Digital Signage SaaS Fully Explained

Posted by on Jul 6, 2011 in Blogger, Software

Software-as-a-Service” has become one of those industry buzz phrases which is plastered across cyberspace, but is rarely–if ever–understood completely. Deep in the the crowds of the numerous digital signage software vendors there are those who are continually shouting, “software as a service!” but less are actually providing a FULL SaaS solution for their software. What is the difference between digital signage on the cloud, or sign hosting, and full software-as-a-service? I am going to briefly discuss some of these issues because there are always those that take a very self-serving definition for software-as-a-service.

What Does Software-as-a-Service Include?

There is certainly a difference between hosting content assets for a network and offering software-as-a-service. SaaS requires a few vital elements above and beyond standard content hosting and content management. First, software-as-a-service is just that, it means there is service involved. Hosting alone does not necessarily entail all the service involved in SaaS. Oh contra ire, true SaaS means there is a customer service rep of some sort on the other end. While this required service may not include 24x7x365 operators on call, it should give signage customers some sort of warm fuzzies knowing they’ve a customer service agent on-call during normal business hours. I could certainly devote an entire treatise, not just a post, to customer service. I won’t, but I would like to side with Walt Disney who said,

Do what you do so well that they will want to see it again and bring their friends.

I can also relate with Jerry Fritz who said,

You’ll never have a product or price advantage again. They can be easily duplicated, but a strong customer service culture can’t be copied.

The second and vital component in software-as-a-service is generally some hardware or software maintenance. In many instances, there is no guarantee on hardware, but software should be completely maintained under the maintenance contracts of SaaS providers. I see personalized quotes sent out daily to various companies around the globe whose recurring software or hardware maintenance states, “18% for annual maintenance and support.” While this generally is quoted out in non-SaaS scenarios, SaaS offerings get the hosting and then some, which would generally include some software and hardware maintenance.

Hardware maintenance would certainly include redundancy of servers in the server farm, and replacement of any server that goes down. It may not include support for the digital signage player. Software, on the other hand, is generally a bit more flexible when it comes to regular updates, upgrades, fixes, and patches. If the digital signage software you are working with does not include a development team who works for the betterment of your network, you may want to consider getting something new. Every industry, including this one is in a constant change mode. If your provider does not adapt, they will die. And their death means the leaches that feed off of them will also soon die accordingly.

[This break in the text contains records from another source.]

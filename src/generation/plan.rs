//! Document plan: the immutable per-section budget a run drafts against.

use serde::{Deserialize, Serialize};

use crate::text::sanitize::is_reference_section;
use crate::text::SectionToken;

/// Resolved numeric budget for one section, as published in the `targets` event.
#[derive(Debug, Clone, PartialEq, Eq, Serialize, Deserialize)]
pub struct SectionBudget {
    pub section: SectionToken,
    pub target_chars: usize,
    pub min_chars: usize,
    pub max_chars: usize,
    pub min_tables: usize,
    pub min_figures: usize,
}

/// Model-proposed structure for one section.
#[derive(Debug, Clone, PartialEq, Eq, Serialize, Deserialize)]
pub struct StructPlanItem {
    pub section: SectionToken,
    #[serde(default)]
    pub target_chars: Option<usize>,
    #[serde(default)]
    pub key_points: Vec<String>,
    #[serde(default)]
    pub evidence_queries: Vec<String>,
    #[serde(default)]
    pub min_tables: usize,
    #[serde(default)]
    pub min_figures: usize,
}

#[derive(Debug, Clone, PartialEq, Eq, Serialize, Deserialize)]
pub struct PlanSection {
    pub section: SectionToken,
    pub target_chars: usize,
    pub min_chars: usize,
    pub max_chars: usize,
    pub min_tables: usize,
    pub min_figures: usize,
    pub key_points: Vec<String>,
    pub evidence_queries: Vec<String>,
}

impl PlanSection {
    pub fn title(&self) -> &str {
        self.section.title()
    }

    pub fn is_reference(&self) -> bool {
        is_reference_section(self.section.title())
    }

    pub fn budget(&self) -> SectionBudget {
        SectionBudget {
            section: self.section.clone(),
            target_chars: self.target_chars,
            min_chars: self.min_chars,
            max_chars: self.max_chars,
            min_tables: self.min_tables,
            min_figures: self.min_figures,
        }
    }
}

/// Result of the optional instruction analysis step.
#[derive(Debug, Clone, Default, PartialEq, Eq, Serialize, Deserialize)]
pub struct InstructionAnalysis {
    #[serde(default)]
    pub topic: String,
    #[serde(default)]
    pub doc_type: String,
    #[serde(default)]
    pub keywords: Vec<String>,
}

#[derive(Debug, Clone, PartialEq, Serialize, Deserialize)]
pub struct DocumentPlan {
    pub title: String,
    pub sections: Vec<PlanSection>,
    pub total_chars: usize,
    /// Expected outline in planning order, used to re-level headings at aggregation.
    pub expected_outline: Vec<SectionToken>,
    pub analysis: Option<InstructionAnalysis>,
    /// Model structured plan as published, when one was accepted.
    pub struct_plan: Vec<StructPlanItem>,
    /// Advisory problems recorded while planning.
    pub problems: Vec<String>,
}

impl DocumentPlan {
    pub fn tokens(&self) -> Vec<SectionToken> {
        self.sections.iter().map(|s| s.section.clone()).collect()
    }

    pub fn budgets(&self) -> Vec<SectionBudget> {
        self.sections.iter().map(PlanSection::budget).collect()
    }

    pub fn get(&self, token: &SectionToken) -> Option<&PlanSection> {
        self.sections.iter().find(|s| &s.section == token)
    }

    pub fn target_sum(&self) -> usize {
        self.sections.iter().map(|s| s.target_chars).sum()
    }
}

Third in the list of required aspects to software-as-a-service is initial and on-going training. Initial training is perhaps the most important aspects in the “service.” Even in the instance of hosting your own software, there is generally some training given. Some are slower than others in grasping how different software platforms can perform and hence training requires patience and is best measured on a case-by-case basis. The second most important type of training beyond initial training generally includes new software updates training. This type of training is less time-intensive because it usually is only used to explain a new feature or widget, but this type of instruction is often necessary to keep vendors up-t0-snuff on latest trends. Webinars are one of the most excellent methods in accomplishing this.

The fourth and final aspect often overlooked in providing true “software-as-a-service” is the hosting itself. Sadly, hosting content is often all that is provided in many instances. The “service” of an actual human being is eliminated and the only piece of the pie is the content, content management portal, and data storage and transfer options. There is not too much actual service to render once the hosting is set up for such a network. True software-as-a-service requires so much more than many are willing to give.